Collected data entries
┌──

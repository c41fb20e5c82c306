//! libSQL message store: one database file per tenant.
//!
//! Holds contact-form submissions (`messages`) and the replies appended to
//! them (`message_replies`). Supports local file and in-memory databases.

use std::path::Path;
use std::sync::Arc;

use async_trait::async_trait;
use chrono::{DateTime, SecondsFormat, Utc};
use libsql::{Connection, Database as LibSqlDatabase, params};
use tracing::{debug, info};

use crate::error::DatabaseError;
use crate::mail::types::{SentBy, normalize_address};
use crate::store::migrations::{self, MESSAGE_MIGRATIONS};
use crate::store::traits::{Conversation, MessageMatcher, NewConversation, Reply};

/// libSQL-backed message store for a single tenant.
///
/// `libsql::Connection` is `Send + Sync`; one connection serves every call.
pub struct LibSqlMessageStore {
    #[allow(dead_code)]
    db: Arc<LibSqlDatabase>,
    conn: Connection,
}

impl LibSqlMessageStore {
    /// Open (or create) a local database file and run migrations.
    pub async fn new_local(path: &Path) -> Result<Self, DatabaseError> {
        if let Some(parent) = path.parent()
            && !parent.as_os_str().is_empty()
        {
            std::fs::create_dir_all(parent).map_err(|e| {
                DatabaseError::Pool(format!("Failed to create database directory: {e}"))
            })?;
        }

        let db = libsql::Builder::new_local(path)
            .build()
            .await
            .map_err(|e| DatabaseError::Pool(format!("Failed to open libSQL database: {e}")))?;

        let store = Self::from_database(db).await?;
        debug!(path = %path.display(), "Message store opened");
        Ok(store)
    }

    /// Create an in-memory database (for tests).
    pub async fn new_memory() -> Result<Self, DatabaseError> {
        let db = libsql::Builder::new_local(":memory:")
            .build()
            .await
            .map_err(|e| {
                DatabaseError::Pool(format!("Failed to create in-memory database: {e}"))
            })?;
        Self::from_database(db).await
    }

    async fn from_database(db: LibSqlDatabase) -> Result<Self, DatabaseError> {
        let conn = db
            .connect()
            .map_err(|e| DatabaseError::Pool(format!("Failed to create connection: {e}")))?;
        migrations::run_migrations(&conn, MESSAGE_MIGRATIONS).await?;
        Ok(Self {
            db: Arc::new(db),
            conn,
        })
    }

    fn conn(&self) -> &Connection {
        &self.conn
    }

    /// Record a contact-form submission. Returns its conversation id.
    pub async fn create_conversation(&self, new: &NewConversation) -> Result<i64, DatabaseError> {
        let mut rows = self
            .conn()
            .query(
                "INSERT INTO messages (name, email, subject, body, created_at)
                 VALUES (?1, ?2, ?3, ?4, ?5)
                 RETURNING id",
                params![
                    new.name.as_str(),
                    new.email.as_str(),
                    new.subject.as_str(),
                    new.body.as_str(),
                    timestamp(new.created_at),
                ],
            )
            .await
            .map_err(|e| DatabaseError::Query(format!("create_conversation: {e}")))?;

        let row = rows
            .next()
            .await
            .map_err(|e| DatabaseError::Query(format!("create_conversation: {e}")))?
            .ok_or_else(|| DatabaseError::Query("create_conversation: no id returned".into()))?;
        let id: i64 = row
            .get(0)
            .map_err(|e| DatabaseError::Query(format!("create_conversation row parse: {e}")))?;

        info!(conversation_id = id, email = %new.email, "Conversation created");
        Ok(id)
    }

    pub async fn get_conversation(&self, id: i64) -> Result<Option<Conversation>, DatabaseError> {
        let mut rows = self
            .conn()
            .query(
                "SELECT id, name, email, subject, body, created_at FROM messages WHERE id = ?1",
                params![id],
            )
            .await
            .map_err(|e| DatabaseError::Query(format!("get_conversation: {e}")))?;

        match rows.next().await {
            Ok(Some(row)) => {
                let conversation = row_to_conversation(&row)
                    .map_err(|e| DatabaseError::Query(format!("get_conversation row parse: {e}")))?;
                Ok(Some(conversation))
            }
            Ok(None) => Ok(None),
            Err(e) => Err(DatabaseError::Query(format!("get_conversation: {e}"))),
        }
    }

    /// Replies of one conversation, oldest first.
    pub async fn list_replies(&self, conversation_id: i64) -> Result<Vec<Reply>, DatabaseError> {
        let mut rows = self
            .conn()
            .query(
                "SELECT id, message_id, reply_text, sent_at, sent_by
                 FROM message_replies
                 WHERE message_id = ?1
                 ORDER BY sent_at ASC, id ASC",
                params![conversation_id],
            )
            .await
            .map_err(|e| DatabaseError::Query(format!("list_replies: {e}")))?;

        let mut replies = Vec::new();
        while let Some(row) = rows
            .next()
            .await
            .map_err(|e| DatabaseError::Query(format!("list_replies: {e}")))?
        {
            replies.push(row_to_reply(&row)?);
        }
        Ok(replies)
    }
}

#[async_trait]
impl MessageMatcher for LibSqlMessageStore {
    async fn find_conversations_by_sender(
        &self,
        address: &str,
    ) -> Result<Vec<i64>, DatabaseError> {
        let needle = normalize_address(address);
        if needle.is_empty() {
            return Ok(Vec::new());
        }

        // SQLite's TRIM and LOWER only cover spaces and ASCII, so addresses
        // are compared with `normalize_address` here instead.
        let mut rows = self
            .conn()
            .query("SELECT id, email, created_at FROM messages", ())
            .await
            .map_err(|e| DatabaseError::Query(format!("find_conversations_by_sender: {e}")))?;

        let mut matches = Vec::new();
        while let Some(row) = rows
            .next()
            .await
            .map_err(|e| DatabaseError::Query(format!("find_conversations_by_sender: {e}")))?
        {
            let parse_err = |e: libsql::Error| {
                DatabaseError::Query(format!("find_conversations_by_sender row parse: {e}"))
            };
            let email: String = row.get(1).map_err(parse_err)?;
            if normalize_address(&email) != needle {
                continue;
            }
            let id: i64 = row.get(0).map_err(parse_err)?;
            let created_str: String = row.get(2).map_err(parse_err)?;
            matches.push((parse_datetime(&created_str), id));
        }

        // Newest first by actual time, whatever format the row was written in.
        matches.sort_by(|a, b| b.cmp(a));
        Ok(matches.into_iter().map(|(_, id)| id).collect())
    }

    async fn create_reply(
        &self,
        conversation_id: i64,
        text: &str,
        sent_by: SentBy,
    ) -> Result<(), DatabaseError> {
        let now = timestamp(Utc::now());
        let inserted = self
            .conn()
            .execute(
                "INSERT INTO message_replies (message_id, reply_text, sent_at, sent_by)
                 SELECT ?1, ?2, ?3, ?4
                 WHERE EXISTS (SELECT 1 FROM messages WHERE id = ?1)",
                params![conversation_id, text, now, sent_by.as_str()],
            )
            .await
            .map_err(|e| DatabaseError::Query(format!("create_reply: {e}")))?;

        if inserted == 0 {
            return Err(DatabaseError::NotFound {
                entity: "conversation".into(),
                id: conversation_id.to_string(),
            });
        }

        debug!(conversation_id, sent_by = sent_by.as_str(), "Reply stored");
        Ok(())
    }
}

// ── Helper functions ────────────────────────────────────────────────

/// Fixed-width UTC timestamps so text ordering matches time ordering.
pub(crate) fn timestamp(at: DateTime<Utc>) -> String {
    at.to_rfc3339_opts(SecondsFormat::Micros, true)
}

/// Parse an RFC 3339 or SQLite datetime string into DateTime<Utc>.
pub(crate) fn parse_datetime(s: &str) -> DateTime<Utc> {
    if let Ok(dt) = DateTime::parse_from_rfc3339(s) {
        return dt.with_timezone(&Utc);
    }
    if let Ok(ndt) = chrono::NaiveDateTime::parse_from_str(s, "%Y-%m-%d %H:%M:%S%.f") {
        return ndt.and_utc();
    }
    if let Ok(ndt) = chrono::NaiveDateTime::parse_from_str(s, "%Y-%m-%d %H:%M:%S") {
        return ndt.and_utc();
    }
    DateTime::<Utc>::MIN_UTC
}

fn row_to_conversation(row: &libsql::Row) -> Result<Conversation, libsql::Error> {
    let created_str: String = row.get(5)?;
    Ok(Conversation {
        id: row.get(0)?,
        name: row.get(1)?,
        email: row.get(2)?,
        subject: row.get(3)?,
        body: row.get(4)?,
        created_at: parse_datetime(&created_str),
    })
}

fn row_to_reply(row: &libsql::Row) -> Result<Reply, DatabaseError> {
    let parse_err = |e: libsql::Error| DatabaseError::Query(format!("list_replies row parse: {e}"));
    let sent_str: String = row.get(3).map_err(parse_err)?;
    let sent_by_str: String = row.get(4).map_err(parse_err)?;
    let sent_by = sent_by_str
        .parse::<SentBy>()
        .map_err(|e| DatabaseError::Query(format!("list_replies row parse: {e}")))?;
    Ok(Reply {
        id: row.get(0).map_err(parse_err)?,
        conversation_id: row.get(1).map_err(parse_err)?,
        reply_text: row.get(2).map_err(parse_err)?,
        sent_at: parse_datetime(&sent_str),
        sent_by,
    })
}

└──

* [WHAT TO DO]: All lines above between those holding "let mut replies = Vec::new();" and "ASCII, so addresses", inclusive, must be set down unchanged, and no other line may be included.

* [EXPECTED OUTPUT]:
        let mut replies = Vec::new();
        while let Some(row) = rows
            .next()
            .await
            .map_err(|e| DatabaseError::Query(format!("list_replies: {e}")))?
        {
            replies.push(row_to_reply(&row)?);
        }
        Ok(replies)
    }
}

#[async_trait]
impl MessageMatcher for LibSqlMessageStore {
    async fn find_conversations_by_sender(
        &self,
        address: &str,
    ) -> Result<Vec<i64>, DatabaseError> {
        let needle = normalize_address(address);
        if needle.is_empty() {
            return Ok(Vec::new());
        }

        // SQLite's TRIM and LOWER only cover spaces and ASCII, so addresses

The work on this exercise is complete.